■ Work required ■
Return only that part of the material below which starts with the line containing "filename src/error.rs" and goes on through the line containing "pub(crate) fn format(msg: impl", restated exactly.
(Beginning of Record set)
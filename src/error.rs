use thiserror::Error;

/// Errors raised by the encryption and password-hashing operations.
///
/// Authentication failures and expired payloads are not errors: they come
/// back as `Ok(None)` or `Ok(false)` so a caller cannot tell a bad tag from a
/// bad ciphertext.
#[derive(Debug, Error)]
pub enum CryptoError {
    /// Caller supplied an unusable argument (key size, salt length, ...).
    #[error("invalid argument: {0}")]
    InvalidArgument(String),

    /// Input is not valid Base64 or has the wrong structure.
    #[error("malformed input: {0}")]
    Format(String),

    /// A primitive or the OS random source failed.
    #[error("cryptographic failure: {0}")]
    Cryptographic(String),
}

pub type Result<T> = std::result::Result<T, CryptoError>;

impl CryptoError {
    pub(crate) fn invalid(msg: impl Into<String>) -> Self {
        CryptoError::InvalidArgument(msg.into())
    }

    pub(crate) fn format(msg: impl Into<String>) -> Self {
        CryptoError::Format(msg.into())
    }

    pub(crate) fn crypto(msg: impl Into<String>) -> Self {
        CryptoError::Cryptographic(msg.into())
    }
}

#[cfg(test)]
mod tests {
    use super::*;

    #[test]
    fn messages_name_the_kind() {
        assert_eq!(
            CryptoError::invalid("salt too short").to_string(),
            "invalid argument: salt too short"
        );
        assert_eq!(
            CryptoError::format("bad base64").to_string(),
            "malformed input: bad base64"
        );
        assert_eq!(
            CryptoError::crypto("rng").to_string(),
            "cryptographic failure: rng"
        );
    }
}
(End of Record set)
(Beginning of Record set)
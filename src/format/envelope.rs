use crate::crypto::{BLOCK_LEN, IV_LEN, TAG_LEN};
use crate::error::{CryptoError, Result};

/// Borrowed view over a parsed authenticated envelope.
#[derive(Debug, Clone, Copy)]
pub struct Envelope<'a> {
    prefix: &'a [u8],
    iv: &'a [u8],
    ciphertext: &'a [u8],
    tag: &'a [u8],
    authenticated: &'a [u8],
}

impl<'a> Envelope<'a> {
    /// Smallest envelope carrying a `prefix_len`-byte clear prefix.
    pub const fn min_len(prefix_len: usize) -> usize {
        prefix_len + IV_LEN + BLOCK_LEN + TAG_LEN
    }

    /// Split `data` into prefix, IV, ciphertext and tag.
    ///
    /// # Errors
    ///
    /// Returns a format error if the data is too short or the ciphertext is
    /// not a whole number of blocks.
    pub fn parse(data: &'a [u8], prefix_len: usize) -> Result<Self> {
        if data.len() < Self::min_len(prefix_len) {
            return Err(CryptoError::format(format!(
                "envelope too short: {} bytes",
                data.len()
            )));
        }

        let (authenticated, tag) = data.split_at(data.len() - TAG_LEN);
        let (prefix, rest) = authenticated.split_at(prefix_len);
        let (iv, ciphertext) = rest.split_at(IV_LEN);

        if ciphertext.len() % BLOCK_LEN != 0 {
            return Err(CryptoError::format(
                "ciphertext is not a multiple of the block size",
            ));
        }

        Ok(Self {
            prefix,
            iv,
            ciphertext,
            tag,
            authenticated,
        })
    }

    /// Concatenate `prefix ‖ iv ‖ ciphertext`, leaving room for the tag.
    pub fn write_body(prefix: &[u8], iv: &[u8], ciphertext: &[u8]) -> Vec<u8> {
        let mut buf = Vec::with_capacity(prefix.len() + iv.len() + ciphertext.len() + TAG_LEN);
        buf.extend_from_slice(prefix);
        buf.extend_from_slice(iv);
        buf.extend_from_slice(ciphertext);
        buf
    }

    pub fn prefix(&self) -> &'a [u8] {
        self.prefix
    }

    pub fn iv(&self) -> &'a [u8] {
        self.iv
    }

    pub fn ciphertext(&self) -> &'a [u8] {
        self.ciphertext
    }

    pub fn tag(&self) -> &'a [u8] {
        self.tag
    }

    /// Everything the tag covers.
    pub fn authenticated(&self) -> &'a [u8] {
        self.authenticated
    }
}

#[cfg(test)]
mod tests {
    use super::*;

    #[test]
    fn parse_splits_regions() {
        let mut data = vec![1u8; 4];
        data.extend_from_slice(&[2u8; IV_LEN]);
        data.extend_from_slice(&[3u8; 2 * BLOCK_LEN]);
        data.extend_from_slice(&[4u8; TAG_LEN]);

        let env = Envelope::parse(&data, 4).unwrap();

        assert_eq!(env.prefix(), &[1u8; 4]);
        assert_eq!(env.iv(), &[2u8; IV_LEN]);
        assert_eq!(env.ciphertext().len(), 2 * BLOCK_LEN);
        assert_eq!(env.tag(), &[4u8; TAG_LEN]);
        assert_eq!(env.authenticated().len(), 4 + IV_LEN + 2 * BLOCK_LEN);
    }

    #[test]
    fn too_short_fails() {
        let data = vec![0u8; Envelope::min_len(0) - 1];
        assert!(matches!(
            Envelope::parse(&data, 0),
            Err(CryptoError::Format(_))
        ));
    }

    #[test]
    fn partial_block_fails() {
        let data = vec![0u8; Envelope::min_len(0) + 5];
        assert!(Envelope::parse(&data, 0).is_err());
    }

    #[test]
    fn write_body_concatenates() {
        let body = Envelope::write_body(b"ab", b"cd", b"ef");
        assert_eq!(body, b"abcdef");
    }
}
(End of Record set)
(Beginning of Record set)
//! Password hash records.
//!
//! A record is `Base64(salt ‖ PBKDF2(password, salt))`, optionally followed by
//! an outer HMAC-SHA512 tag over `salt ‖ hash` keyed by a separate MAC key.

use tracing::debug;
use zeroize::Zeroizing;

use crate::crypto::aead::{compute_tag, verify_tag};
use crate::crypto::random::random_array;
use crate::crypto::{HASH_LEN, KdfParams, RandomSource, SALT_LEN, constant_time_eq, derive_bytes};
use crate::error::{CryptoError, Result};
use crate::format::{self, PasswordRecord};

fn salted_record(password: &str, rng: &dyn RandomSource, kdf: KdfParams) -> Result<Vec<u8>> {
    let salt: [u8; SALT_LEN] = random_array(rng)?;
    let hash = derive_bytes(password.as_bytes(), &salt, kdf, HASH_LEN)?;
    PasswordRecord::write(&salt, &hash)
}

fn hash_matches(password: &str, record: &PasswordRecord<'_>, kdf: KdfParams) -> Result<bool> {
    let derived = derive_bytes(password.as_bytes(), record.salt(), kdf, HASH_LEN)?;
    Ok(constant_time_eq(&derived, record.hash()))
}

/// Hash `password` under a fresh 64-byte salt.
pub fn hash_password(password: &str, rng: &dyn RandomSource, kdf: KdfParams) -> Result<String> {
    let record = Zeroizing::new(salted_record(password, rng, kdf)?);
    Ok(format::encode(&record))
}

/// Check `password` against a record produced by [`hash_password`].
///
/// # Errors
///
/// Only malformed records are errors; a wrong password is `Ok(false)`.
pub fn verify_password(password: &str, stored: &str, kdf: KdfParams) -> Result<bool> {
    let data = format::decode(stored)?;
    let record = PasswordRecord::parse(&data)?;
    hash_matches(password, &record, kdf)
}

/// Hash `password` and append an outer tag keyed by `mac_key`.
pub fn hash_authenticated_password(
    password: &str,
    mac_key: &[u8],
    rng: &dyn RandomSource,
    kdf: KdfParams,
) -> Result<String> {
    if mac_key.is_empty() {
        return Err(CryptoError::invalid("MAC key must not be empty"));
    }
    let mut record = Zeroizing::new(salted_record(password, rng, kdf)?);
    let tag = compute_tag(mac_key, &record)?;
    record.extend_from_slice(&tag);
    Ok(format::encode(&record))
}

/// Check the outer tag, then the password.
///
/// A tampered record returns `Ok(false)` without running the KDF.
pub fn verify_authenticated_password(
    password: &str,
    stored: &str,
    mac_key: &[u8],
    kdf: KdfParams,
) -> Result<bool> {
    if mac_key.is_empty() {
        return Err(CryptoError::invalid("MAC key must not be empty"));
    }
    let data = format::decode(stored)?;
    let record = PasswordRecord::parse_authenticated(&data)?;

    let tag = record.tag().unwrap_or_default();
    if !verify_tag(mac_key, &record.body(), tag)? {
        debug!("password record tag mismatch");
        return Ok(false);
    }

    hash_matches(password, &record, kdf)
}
(End of Record set)
■ Answer space ■
filename src/error.rs
use thiserror::Error;

/// Errors raised by the encryption and password-hashing operations.
///
/// Authentication failures and expired payloads are not errors: they come
/// back as `Ok(None)` or `Ok(false)` so a caller cannot tell a bad tag from a
/// bad ciphertext.
#[derive(Debug, Error)]
pub enum CryptoError {
    /// Caller supplied an unusable argument (key size, salt length, ...).
    #[error("invalid argument: {0}")]
    InvalidArgument(String),

    /// Input is not valid Base64 or has the wrong structure.
    #[error("malformed input: {0}")]
    Format(String),

    /// A primitive or the OS random source failed.
    #[error("cryptographic failure: {0}")]
    Cryptographic(String),
}

pub type Result<T> = std::result::Result<T, CryptoError>;

impl CryptoError {
    pub(crate) fn invalid(msg: impl Into<String>) -> Self {
        CryptoError::InvalidArgument(msg.into())
    }

    pub(crate) fn format(msg: impl Into<String>) -> Self {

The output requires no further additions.